Andrew Hume writes:
i think this is true. doug mcilroy (retired, but at dartmouth) wrote a
posix RE parser from scratch from teh spec and i think had some nice
test cases.
I'd also like to mention to the list my own test suite, which covers
many of the issues raised in these questions. It can be found
in "the hackerlab C library" (http://www.regexps.com/hackerlab.html).
A posix-specific version of the test suite can be (trivially) built
and run independently of the rest of the library. See the files:
src/hackerlab/tests/rx-posix-tests/=generic-test-regex.c
src/hackerlab/tests/rx-posix-tests/posix-test-cases.h
My answers in the test suite presume a recursive analysis of
subexpressions, based on a presumption of left associativity (as in
the grammar).
>Suggestion:
>
> Modify the POSIX grammar so that RE concatenation is
> right-associative.
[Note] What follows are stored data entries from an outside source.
//! Text recognition over receipt images.
//!
//! Recognition itself is done by an external program; this module only
//! defines the interface the intake flow depends on and an adapter for the
//! Tesseract command line tool.

use std::{
    path::{Path, PathBuf},
    process::Command,
};

use crate::Error;

/// Converts an image into free-form text.
///
/// The text has no guaranteed structure and may be empty. Implementations
/// should only return an error when recognition could not run at all, not
/// when the image simply contains no text.
pub trait TextRecognizer {
    /// Recognize the text in the image at `image_path`.
    fn recognize(&self, image_path: &Path) -> Result<String, Error>;
}

/// Runs `tesseract <image> stdout` and returns what it prints.
#[derive(Debug, Clone)]
pub struct TesseractRecognizer {
    program: PathBuf,
}

impl TesseractRecognizer {
    /// Use the Tesseract executable at `program`, which may be a bare name on `PATH`.
    pub fn new(program: impl Into<PathBuf>) -> Self {
        Self {
            program: program.into(),
        }
    }
}

impl TextRecognizer for TesseractRecognizer {
    fn recognize(&self, image_path: &Path) -> Result<String, Error> {
        tracing::debug!("Running {:?} on {image_path:?}", self.program);

        let output = Command::new(&self.program)
            .arg(image_path)
            .arg("stdout")
            .output()
            .map_err(|error| {
                Error::Recognition(format!("could not run {:?}: {error}", self.program))
            })?;

        if !output.status.success() {
            let stderr = String::from_utf8_lossy(&output.stderr);
            return Err(Error::Recognition(format!(
                "{:?} exited with {}: {}",
                self.program,
                output.status,
                stderr.trim()
            )));
        }

        Ok(String::from_utf8_lossy(&output.stdout).into_owned())
    }
}

#[cfg(test)]
mod tesseract_tests {
    use std::path::Path;

    use crate::{
        Error,
        recognizer::{TesseractRecognizer, TextRecognizer},
    };

    #[test]
    fn missing_program_is_a_recognition_error() {
        let recognizer = TesseractRecognizer::new("./definitely-not-a-real-ocr-program");

        let result = recognizer.recognize(Path::new("receipt.png"));

        assert!(matches!(result, Err(Error::Recognition(_))));
    }
}
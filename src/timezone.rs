//! Resolves the configured timezone to the offset used for "today".

use time::{OffsetDateTime, UtcOffset};
use time_tz::{Offset, TimeZone};

/// Get the current UTC offset of a canonical timezone such as "Pacific/Auckland".
///
/// Returns `None` if the name is not a known timezone.
pub fn get_local_offset(canonical_timezone: &str) -> Option<UtcOffset> {
    time_tz::timezones::get_by_name(canonical_timezone)
        .map(|tz| tz.get_offset_utc(&OffsetDateTime::now_utc()).to_utc())
}
//! Plain text tables for the terminal.

use std::{collections::BTreeMap, io::Write};

use crate::{
    Error,
    aggregation::MonthlyTotal,
    amount::Amount,
    category::Category,
    ledger::{Expense, Receipt},
};

/// Write expenses as a table with ID, date, category and amount columns.
pub fn write_expense_table(expenses: &[Expense], out: &mut impl Write) -> Result<(), Error> {
    writeln!(out, "{:>6}  {:<10}  {:<13}  {:>12}", "ID", "Date", "Category", "Amount")?;

    for expense in expenses {
        writeln!(
            out,
            "{:>6}  {:<10}  {:<13}  {:>12}",
            expense.id,
            expense.date.to_string(),
            expense.category.as_str(),
            expense.amount.to_string()
        )?;
    }

    Ok(())
}

/// Write the total and share of spending for each category.
pub fn write_category_sums(
    sums: &BTreeMap<Category, Amount>,
    out: &mut impl Write,
) -> Result<(), Error> {
    let grand_total: i128 = sums.values().map(|total| i128::from(total.cents())).sum();

    writeln!(out, "{:<13}  {:>12}  {:>6}", "Category", "Total", "Share")?;

    for (category, total) in sums {
        let share = if grand_total > 0 {
            total.cents() as f64 / grand_total as f64 * 100.0
        } else {
            0.0
        };

        writeln!(
            out,
            "{:<13}  {:>12}  {:>5.1}%",
            category.as_str(),
            total.to_string(),
            share
        )?;
    }

    Ok(())
}

/// Write the total for each month, oldest first.
pub fn write_monthly_sums(sums: &[MonthlyTotal], out: &mut impl Write) -> Result<(), Error> {
    writeln!(out, "{:<7}  {:>12}", "Month", "Total")?;

    for monthly_total in sums {
        writeln!(
            out,
            "{:<7}  {:>12}",
            monthly_total.month.to_string(),
            monthly_total.total.to_string()
        )?;
    }

    Ok(())
}

/// Write receipts next to the date, category and amount of their expense.
pub fn write_receipt_table(
    receipts: &[Receipt],
    expenses: &[Expense],
    out: &mut impl Write,
) -> Result<(), Error> {
    writeln!(
        out,
        "{:>6}  {:>7}  {:<10}  {:<13}  {:>12}  Image",
        "ID", "Expense", "Date", "Category", "Amount"
    )?;

    for receipt in receipts {
        let Some(expense) = expenses.iter().find(|expense| expense.id == receipt.expense_id)
        else {
            tracing::warn!("Receipt {} has no expense", receipt.id);
            continue;
        };

        writeln!(
            out,
            "{:>6}  {:>7}  {:<10}  {:<13}  {:>12}  {}",
            receipt.id,
            receipt.expense_id,
            expense.date.to_string(),
            expense.category.as_str(),
            expense.amount.to_string(),
            receipt.image_path.display()
        )?;
    }

    Ok(())
}
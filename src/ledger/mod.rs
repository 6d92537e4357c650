//! The ledger of expenses and the receipts that substantiate them.
//!
//! This module contains:
//! - The `Expense` and `Receipt` models
//! - Database functions for creating and querying both tables
//! - `LedgerStore`, which owns the connection and writes an expense together
//!   with its receipt in one transaction

mod expense;
mod receipt;
mod store;

pub use expense::{
    DATE_FORMAT, Expense, NewExpense, count_expenses, create_expense_table, get_expense,
    get_expenses_newest_first, get_expenses_oldest_first, insert_expense, parse_date,
};
pub use receipt::{
    Receipt, count_receipts, create_receipt_table, get_all_receipts, get_receipt_for_expense,
    insert_receipt,
};
pub use store::LedgerStore;
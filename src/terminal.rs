//! A [Prompt] that asks questions on a text terminal.

use std::io::{self, BufRead, Write};

use crate::{
    Error,
    category::Category,
    details::{AmountRequest, DetailRequest, DetailResponse, Prompt},
};

/// Typing this at any detail question cancels the form.
pub const CANCEL_INPUT: &str = "q";

/// Asks for input line by line.
///
/// Blank answers keep the shown default, `q` or end of input cancels.
#[derive(Debug)]
pub struct TerminalPrompt<R, W> {
    input: R,
    output: W,
}

impl TerminalPrompt<io::StdinLock<'static>, io::Stderr> {
    /// Read answers from stdin and write questions to stderr, keeping stdout for reports.
    pub fn stdio() -> Self {
        Self::new(io::stdin().lock(), io::stderr())
    }
}

impl<R: BufRead, W: Write> TerminalPrompt<R, W> {
    /// Create a prompt over any reader and writer.
    pub fn new(input: R, output: W) -> Self {
        Self { input, output }
    }

    /// Get back the writer, e.g. to inspect what was shown.
    pub fn into_output(self) -> W {
        self.output
    }

    fn ask(&mut self, question: &str) -> Result<Option<String>, Error> {
        write!(self.output, "{question}").map_err(prompt_error)?;
        self.output.flush().map_err(prompt_error)?;

        let mut line = String::new();
        let bytes_read = self.input.read_line(&mut line).map_err(prompt_error)?;

        if bytes_read == 0 {
            writeln!(self.output).map_err(prompt_error)?;
            return Ok(None);
        }

        Ok(Some(line.trim().to_owned()))
    }

    fn show_problem(&mut self, problem: Option<&Error>) -> Result<(), Error> {
        if let Some(problem) = problem {
            writeln!(self.output, "Error: {problem}. Try again.").map_err(prompt_error)?;
        }

        Ok(())
    }
}

impl<R: BufRead, W: Write> Prompt for TerminalPrompt<R, W> {
    fn request_details(&mut self, request: &DetailRequest<'_>) -> Result<DetailResponse, Error> {
        writeln!(self.output, "\nExpense details").map_err(prompt_error)?;
        writeln!(self.output, "Amount: {}", request.amount).map_err(prompt_error)?;
        self.show_problem(request.problem)?;

        for (number, category) in Category::ALL.iter().enumerate() {
            writeln!(self.output, "  {}. {category}", number + 1).map_err(prompt_error)?;
        }

        let category = match self.ask(&format!(
            "Category [{}] (number or name, {CANCEL_INPUT} to cancel): ",
            request.category
        ))? {
            None => return Ok(DetailResponse::Cancelled),
            Some(answer) if answer.eq_ignore_ascii_case(CANCEL_INPUT) => {
                return Ok(DetailResponse::Cancelled);
            }
            Some(answer) if answer.is_empty() => request.category.to_string(),
            Some(answer) => category_from_answer(&answer),
        };

        let date = match self.ask(&format!(
            "Date [{}] (YYYY-MM-DD, {CANCEL_INPUT} to cancel): ",
            request.date
        ))? {
            None => return Ok(DetailResponse::Cancelled),
            Some(answer) if answer.eq_ignore_ascii_case(CANCEL_INPUT) => {
                return Ok(DetailResponse::Cancelled);
            }
            Some(answer) if answer.is_empty() => request.date.to_string(),
            Some(answer) => answer,
        };

        Ok(DetailResponse::Submitted { category, date })
    }

    fn request_amount(&mut self, request: &AmountRequest<'_>) -> Result<Option<String>, Error> {
        writeln!(self.output, "\n{}", request.reason).map_err(prompt_error)?;
        self.show_problem(request.problem)?;

        self.ask("Amount (leave blank to cancel): ")
    }
}

/// Map a menu number to its category name, passing anything else through.
fn category_from_answer(answer: &str) -> String {
    answer
        .parse::<usize>()
        .ok()
        .and_then(|number| number.checked_sub(1))
        .and_then(|index| Category::ALL.get(index))
        .map(|category| category.to_string())
        .unwrap_or_else(|| answer.to_owned())
}

fn prompt_error(error: io::Error) -> Error {
    Error::Prompt(error.to_string())
}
This would cause (1a) to have the semantics of
> (1b), thus unifying the two interpretations and removing the
> confusion.
>
i concur. when we were discussing this at the time, for the expression
(a)(b)(c), we intended that the submatch rule apply to (a),
(b), and (c) in that order. again, we explicitly considered
that some REs might change their meaning but anyone that close
to the edge was asking for trouble anyway.
Sigh. So you favor the right associative interpretation. That has
the unfortunate side effect that adding subexpressiosn to the right of
the pattern can change what is matched by earlier subexpressions, even
in cases where the overall match does not change.
I favor the left-associative interpretation because:
1. It's what the grammar says.
2. Perhaps it's a cultural bias, but given a regexp to
parse "by eye", I find left-associativity natural.
3. It has the property that additional subexpressions
to the right, which don't extend the match, have
no effect on what is matched by the subexpressions
to the left.
I find these comments incredibly refreshing:
there was a plain sense that we should define meaning
independent of what any implementation technique gave you
easily or for free.
----
we certainly did not intend ambiguous or complicated semantics.
that is why we chose the simple rule.
----
recall that a RE generates a (possibly infinite) set of strings. when
we say that an RE "matches" a string, we mean that that string is a
member of the set of strings
That last point is especially important. The rules for constructing
BREs and EREs in the spec say only what the set of strings is that the
patterns can match. The leftmost-longest rule is then a separate part
of the spec that tells how to determine subexpression positions.
That's a really clear-thinking way to look at the issues.
-t
|